Copy each line below that has "usize".

--- Records supplied Enclosed Below ---

//! IBAN, BIC, LEI and creditor-reference validation.

use std::sync::LazyLock;

use regex::Regex;
use serde::{Deserialize, Serialize};

static BIC_PRE_09: LazyLock<Regex> = LazyLock::new(|| {
    Regex::new(r"^[A-Z]{6}[A-Z2-9][A-NP-Z0-9]([A-Z0-9]{3})?$").expect("valid BIC regex")
});

static BIC_09: LazyLock<Regex> = LazyLock::new(|| {
    Regex::new(r"^[A-Z0-9]{4}[A-Z]{2}[A-Z0-9]{2}([A-Z0-9]{3})?$").expect("valid BICFI regex")
});

static LEI: LazyLock<Regex> =
    LazyLock::new(|| Regex::new(r"^[A-Z0-9]{18}[0-9]{2}$").expect("valid LEI regex"));

static BBA: LazyLock<Regex> = LazyLock::new(|| {
    Regex::new(r"^(?:\+{3}|\*{3})?(\d{3})/?(\d{4})/?(\d{5})(?:\+{3}|\*{3})?$")
        .expect("valid BBA regex")
});

static ISO11649: LazyLock<Regex> =
    LazyLock::new(|| Regex::new(r"^RF\d{2}[A-Z0-9]{1,21}$").expect("valid RF regex"));

/// Strip all whitespace and uppercase.
pub fn compact(s: &str) -> String {
    s.chars()
        .filter(|c| !c.is_whitespace())
        .collect::<String>()
        .to_ascii_uppercase()
}

/// Canonical IBAN form: no spaces, uppercase.
pub fn normalize_iban(iban: &str) -> String {
    compact(iban)
}

/// The two-letter country prefix of an IBAN, if present.
pub fn iban_country(iban: &str) -> Option<String> {
    let iban = normalize_iban(iban);
    let prefix = iban.get(..2)?;
    prefix
        .chars()
        .all(|c| c.is_ascii_alphabetic())
        .then(|| prefix.to_string())
}

/// Expected IBAN length for a country, per the SWIFT IBAN registry.
pub fn iban_length(country: &str) -> Option<usize> {
    IBAN_LENGTHS
        .binary_search_by(|(code, _)| (*code).cmp(country))
        .ok()
        .map(|idx| IBAN_LENGTHS[idx].1)
}

/// Validate an IBAN: known country, registry length and mod-97 check = 1.
///
/// ```
/// use pain001::core::identifiers::iban_valid;
///
/// assert!(iban_valid("BE68 5390 0754 7034"));
/// assert!(!iban_valid("BE68 5390 0754 7035"));
/// ```
pub fn iban_valid(iban: &str) -> bool {
    let iban = normalize_iban(iban);
    if iban.len() < 5 || !iban.is_ascii() {
        return false;
    }

    let country = &iban[..2];
    let check_digits = &iban[2..4];
    if !country.chars().all(|c| c.is_ascii_uppercase())
        || !check_digits.chars().all(|c| c.is_ascii_digit())
        || !iban[4..].chars().all(|c| c.is_ascii_alphanumeric())
    {
        return false;
    }

    if iban_length(country) != Some(iban.len()) {
        return false;
    }

    // Move first 4 characters to the end
    let rearranged = format!("{}{}", &iban[4..], &iban[..4]);
    mod97(&rearranged) == Some(1)
}

/// Whether `iban` is a Swiss/Liechtenstein QR-IBAN (IID in 30000–31999).
pub fn is_qr_iban(iban: &str) -> bool {
    let iban = normalize_iban(iban);
    if !(iban.starts_with("CH") || iban.starts_with("LI")) || iban.len() < 9 {
        return false;
    }
    let iid = &iban[4..9];
    if !iid.chars().all(|c| c.is_ascii_digit()) {
        return false;
    }
    iid.parse::<u32>()
        .map(|n| (30000..=31999).contains(&n))
        .unwrap_or(false)
}

/// Validate a BIC. `strict_09` selects the pain.001.001.09 `BICFIDec2014`
/// pattern, which allows digits in the institution code.
pub fn bic_valid(bic: &str, strict_09: bool) -> bool {
    let bic = compact(bic);
    if bic.len() != 8 && bic.len() != 11 {
        return false;
    }
    if strict_09 {
        BIC_09.is_match(&bic)
    } else {
        BIC_PRE_09.is_match(&bic)
    }
}

/// Validate an ISO 17442 LEI by pattern: 18 alphanumerics and 2 digits.
pub fn lei_valid(lei: &str) -> bool {
    LEI.is_match(&compact(lei))
}

/// Structured creditor reference families recognized in remittance memos.
#[derive(Debug, Clone, Copy, PartialEq, Eq, Hash, Serialize, Deserialize)]
pub enum ReferenceKind {
    /// Belgian structured communication (`+++123/4567/89012+++`).
    Bba,
    /// Swiss QR reference paired with a QR-IBAN.
    Qrr,
    /// Finnish national reference (7-3-1 check digit).
    Finnish,
    /// Norwegian KID / Swedish OCR (MOD-10).
    NorwegianSwedish,
    /// ISO 11649 creditor reference (`RF..`).
    Iso11649,
    /// Anything else.
    Unstructured,
}

/// Decide whether `reference` is a structured creditor reference.
///
/// Checks run in a fixed order: BBA, QRR, Finnish, Norwegian/Swedish,
/// ISO 11649. A QR-IBAN always yields [`ReferenceKind::Qrr`]; the reference
/// itself is not checked against the IBAN.
pub fn classify_structured_reference(
    reference: &str,
    partner_country: Option<&str>,
    creditor_iban: Option<&str>,
) -> ReferenceKind {
    let country = partner_country.map(|c| c.trim().to_ascii_uppercase());
    let country = country.as_deref();
    let compacted = compact(reference);

    if country == Some("BE") && bba_valid(reference) {
        return ReferenceKind::Bba;
    }
    if creditor_iban.is_some_and(is_qr_iban) {
        return ReferenceKind::Qrr;
    }
    if country == Some("FI") && finnish_reference_valid(&compacted) {
        return ReferenceKind::Finnish;
    }
    if matches!(country, Some("NO") | Some("SE")) && mod10_reference_valid(&compacted) {
        return ReferenceKind::NorwegianSwedish;
    }
    if iso11649_valid(&compacted) {
        return ReferenceKind::Iso11649;
    }
    ReferenceKind::Unstructured
}

/// The value to write into `CdtrRefInf/Ref` for a classified reference.
///
/// BBA references are reduced to their 12 digits, QRR references are
/// left-padded with zeros to 27 digits and must be numeric. Returns `None`
/// when the reference cannot be expressed in the given kind.
pub fn structured_reference_value(kind: ReferenceKind, reference: &str) -> Option<String> {
    let compacted = compact(reference);
    match kind {
        ReferenceKind::Bba => {
            let caps = BBA.captures(&compacted)?;
            Some(format!("{}{}{}", &caps[1], &caps[2], &caps[3]))
        }
        ReferenceKind::Qrr => {
            if compacted.is_empty()
                || compacted.len() > 27
                || !compacted.chars().all(|c| c.is_ascii_digit())
            {
                return None;
            }
            Some(format!("{compacted:0>27}"))
        }
        ReferenceKind::Finnish | ReferenceKind::NorwegianSwedish | ReferenceKind::Iso11649 => {
            Some(compacted)
        }
        ReferenceKind::Unstructured => None,
    }
}

/// Belgian structured communication: 12 digits, first ten mod 97 (97 for 0)
/// equal to the last two.
pub fn bba_valid(reference: &str) -> bool {
    let compacted = compact(reference);
    let Some(caps) = BBA.captures(&compacted) else {
        return false;
    };
    let digits = format!("{}{}{}", &caps[1], &caps[2], &caps[3]);
    let (Ok(base), Ok(check)) = (digits[..10].parse::<u64>(), digits[10..].parse::<u64>()) else {
        return false;
    };
    let expected = match base % 97 {
        0 => 97,
        r => r,
    };
    expected == check
}

/// Finnish reference: 4–20 digits, last digit computed with weights 7, 3, 1
/// from the right.
pub fn finnish_reference_valid(reference: &str) -> bool {
    let digits = compact(reference);
    if !(4..=20).contains(&digits.len()) || !digits.chars().all(|c| c.is_ascii_digit()) {
        return false;
    }
    let (base, check) = digits.split_at(digits.len() - 1);
    let weights = [7u32, 3, 1];
    let sum: u32 = base
        .chars()
        .rev()
        .zip(weights.iter().cycle())
        .filter_map(|(c, w)| c.to_digit(10).map(|d| d * w))
        .sum();
    let expected = (10 - sum % 10) % 10;
    check.parse::<u32>().ok() == Some(expected)
}

/// Norwegian KID / Swedish OCR: 2–25 digits with a valid MOD-10 (Luhn)
/// check digit.
pub fn mod10_reference_valid(reference: &str) -> bool {
    let digits = compact(reference);
    if !(2..=25).contains(&digits.len()) || !digits.chars().all(|c| c.is_ascii_digit()) {
        return false;
    }
    let sum: u32 = digits
        .chars()
        .rev()
        .enumerate()
        .filter_map(|(i, c)| c.to_digit(10).map(|d| (i, d)))
        .map(|(i, d)| {
            if i % 2 == 1 {
                let doubled = d * 2;
                if doubled > 9 { doubled - 9 } else { doubled }
            } else {
                d
            }
        })
        .sum();
    sum % 10 == 0
}

/// ISO 11649 creditor reference: `RF`, two check digits, up to 21
/// alphanumerics, mod-97 check = 1.
pub fn iso11649_valid(reference: &str) -> bool {
    let reference = compact(reference);
    if !ISO11649.is_match(&reference) {
        return false;
    }
    let rearranged = format!("{}{}", &reference[4..], &reference[..4]);
    mod97(&rearranged) == Some(1)
}

/// Mod 97 of the numeric expansion of an alphanumeric string (A=10 … Z=35),
/// computed piecewise because the number exceeds u128 for long inputs.
fn mod97(s: &str) -> Option<u32> {
    let mut remainder: u32 = 0;
    for c in s.chars() {
        let value = c.to_digit(36)?;
        remainder = if value < 10 {
            (remainder * 10 + value) % 97
        } else {
            (remainder * 100 + value) % 97
        };
    }
    Some(remainder)
}

/// IBAN lengths by country (SWIFT IBAN registry). Sorted for binary search.
static IBAN_LENGTHS: &[(&str, usize)] = &[
    ("AD", 24),
    ("AE", 23),
    ("AL", 28),
    ("AT", 20),
    ("AZ", 28),
    ("BA", 20),
    ("BE", 16),
    ("BG", 22),
    ("BH", 22),
    ("BI", 27),
    ("BR", 29),
    ("BY", 28),
    ("CH", 21),
    ("CR", 22),
    ("CY", 28),
    ("CZ", 24),
    ("DE", 22),
    ("DJ", 27),
    ("DK", 18),
    ("DO", 28),
    ("EE", 20),
    ("EG", 29),
    ("ES", 24),
    ("FI", 18),
    ("FK", 18),
    ("FO", 18),
    ("FR", 27),
    ("GB", 22),
    ("GE", 22),
    ("GI", 23),
    ("GL", 18),
    ("GR", 27),
    ("GT", 28),
    ("HR", 21),
    ("HU", 28),
    ("IE", 22),
    ("IL", 23),
    ("IQ", 23),
    ("IS", 26),
    ("IT", 27),
    ("JO", 30),
    ("KW", 30),
    ("KZ", 20),
    ("LB", 28),
    ("LC", 32),
    ("LI", 21),
    ("LT", 20),
    ("LU", 20),
    ("LV", 21),
    ("LY", 25),
    ("MC", 27),
    ("MD", 24),
    ("ME", 22),
    ("MK", 19),
    ("MN", 20),
    ("MR", 27),
    ("MT", 31),
    ("MU", 30),
    ("NI", 28),
    ("NL", 18),
    ("NO", 15),
    ("OM", 23),
    ("PK", 24),
    ("PL", 28),
    ("PS", 29),
    ("PT", 25),
    ("QA", 29),
    ("RO", 24),
    ("RS", 22),
    ("RU", 33),
    ("SA", 24),
    ("SC", 31),
    ("SD", 18),
    ("SE", 24),
    ("SI", 19),
    ("SK", 24),
    ("SM", 27),
    ("SO", 23),
    ("ST", 25),
    ("SV", 28),
    ("TL", 23),
    ("TN", 24),
    ("TR", 26),
    ("UA", 29),
    ("VA", 22),
    ("VG", 24),
    ("XK", 20),
];

#[cfg(test)]
mod tests {
    use super::*;

    #[test]
    fn valid_ibans() {
        for iban in [
            "BE68539007547034",
            "FR7630006000011234567890189",
            "DE89 3704 0044 0532 0130 00",
            "ch9300762011623852957",
            "SE4550000000058398257466",
            "AT611904300234573201",
            "NO9386011117947",
            "NL91ABNA0417164300",
            "LI21088100002324013AA",
        ] {
            assert!(iban_valid(iban), "{iban} should be valid");
        }
    }

    #[test]
    fn invalid_ibans() {
        assert!(!iban_valid("DE89370400440532013001")); // checksum
        assert!(!iban_valid("DE8937040044053201300")); // length
        assert!(!iban_valid("XX89370400440532013000")); // country
        assert!(!iban_valid("DE89-3704-0044-0532-0130-00"));
        assert!(!iban_valid(""));
    }

    #[test]
    fn iban_country_prefix() {
        assert_eq!(iban_country("be68 5390"), Some("BE".to_string()));
        assert_eq!(iban_country("12"), None);
        assert_eq!(iban_country("B"), None);
    }

    #[test]
    fn qr_iban_detection() {
        assert!(is_qr_iban("CH44 3199 9123 0008 8901 2"));
        assert!(!is_qr_iban("CH9300762011623852957"));
        assert!(!is_qr_iban("DE44319991230008890120"));
        assert!(!is_qr_iban("CH44"));
    }

    #[test]
    fn bic_patterns() {
        assert!(bic_valid("AGRIFRPP", false));
        assert!(bic_valid("GEBABEBB", false));
        assert!(bic_valid("COBADEFFXXX", false));
        assert!(bic_valid("cobadeff xxx", false));
        assert!(!bic_valid("AGRIFRP", false));
        assert!(!bic_valid("AGRIFR1P", false)); // location 1st char may not be 0/1
        assert!(!bic_valid("AGRIFRPO", false)); // location 2nd char may not be O
        assert!(!bic_valid("A1B2FRPP", false));
        assert!(bic_valid("A1B2FRPP", true));
        assert!(!bic_valid("A1B2F1PP", true));
    }

    #[test]
    fn lei_pattern() {
        assert!(lei_valid("529900T8BM49AURSDO55"));
        assert!(!lei_valid("529900T8BM49AURSDO5A"));
        assert!(!lei_valid("529900T8BM49AURSDO5"));
    }

    #[test]
    fn belgian_reference() {
        assert!(bba_valid("+++090/9337/55493+++"));
        assert!(bba_valid("***090/9337/55493***"));
        assert!(bba_valid("090933755493"));
        assert!(!bba_valid("+++090/9337/55494+++"));
        assert_eq!(
            structured_reference_value(ReferenceKind::Bba, "+++090/9337/55493+++").as_deref(),
            Some("090933755493")
        );
    }

    #[test]
    fn finnish_reference() {
        assert!(finnish_reference_valid("1232"));
        assert!(finnish_reference_valid("12345614"));
        assert!(!finnish_reference_valid("1233"));
        assert!(!finnish_reference_valid("12"));
    }

    #[test]
    fn mod10_reference() {
        assert!(mod10_reference_valid("12345674"));
        assert!(mod10_reference_valid("79927398713"));
        assert!(!mod10_reference_valid("4992739871"));
    }

    #[test]
    fn iso11649_reference() {
        assert!(iso11649_valid("RF18539007547034"));
        assert!(iso11649_valid("RF18 5390 0754 7034"));
        assert!(iso11649_valid("RF712348231"));
        assert!(!iso11649_valid("RF19539007547034"));
        assert!(!iso11649_valid("XX18539007547034"));
    }

    #[test]
    fn classification_order() {
        assert_eq!(
            classify_structured_reference("+++090/9337/55493+++", Some("BE"), None),
            ReferenceKind::Bba
        );
        // BBA only for Belgian partners
        assert_eq!(
            classify_structured_reference("+++090/9337/55493+++", Some("FR"), None),
            ReferenceKind::Unstructured
        );
        assert_eq!(
            classify_structured_reference("123", Some("CH"), Some("CH4431999123000889012")),
            ReferenceKind::Qrr
        );
        assert_eq!(
            classify_structured_reference("1232", Some("fi"), None),
            ReferenceKind::Finnish
        );
        assert_eq!(
            classify_structured_reference("12345674", Some("NO"), None),
            ReferenceKind::NorwegianSwedish
        );
        assert_eq!(
            classify_structured_reference("RF18539007547034", Some("DE"), None),
            ReferenceKind::Iso11649
        );
        assert_eq!(
            classify_structured_reference("Invoice 123", Some("DE"), None),
            ReferenceKind::Unstructured
        );
    }

    #[test]
    fn qrr_value_is_padded() {
        assert_eq!(
            structured_reference_value(ReferenceKind::Qrr, "3139471430009017").as_deref(),
            Some("000000000003139471430009017")
        );
        assert_eq!(structured_reference_value(ReferenceKind::Qrr, "ABC"), None);
        assert_eq!(
            structured_reference_value(ReferenceKind::Qrr, &"1".repeat(28)),
            None
        );
    }

    #[test]
    fn iban_table_is_sorted() {
        for window in IBAN_LENGTHS.windows(2) {
            assert!(
                window[0].0 < window[1].0,
                "IBAN table not sorted: {} >= {}",
                window[0].0,
                window[1].0
            );
        }
    }
}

--- End of Enclosed Records supplied ---

:: Solution ::
pub fn iban_length(country: &str) -> Option<usize> {
static IBAN_LENGTHS: &[(&str, usize)] = &[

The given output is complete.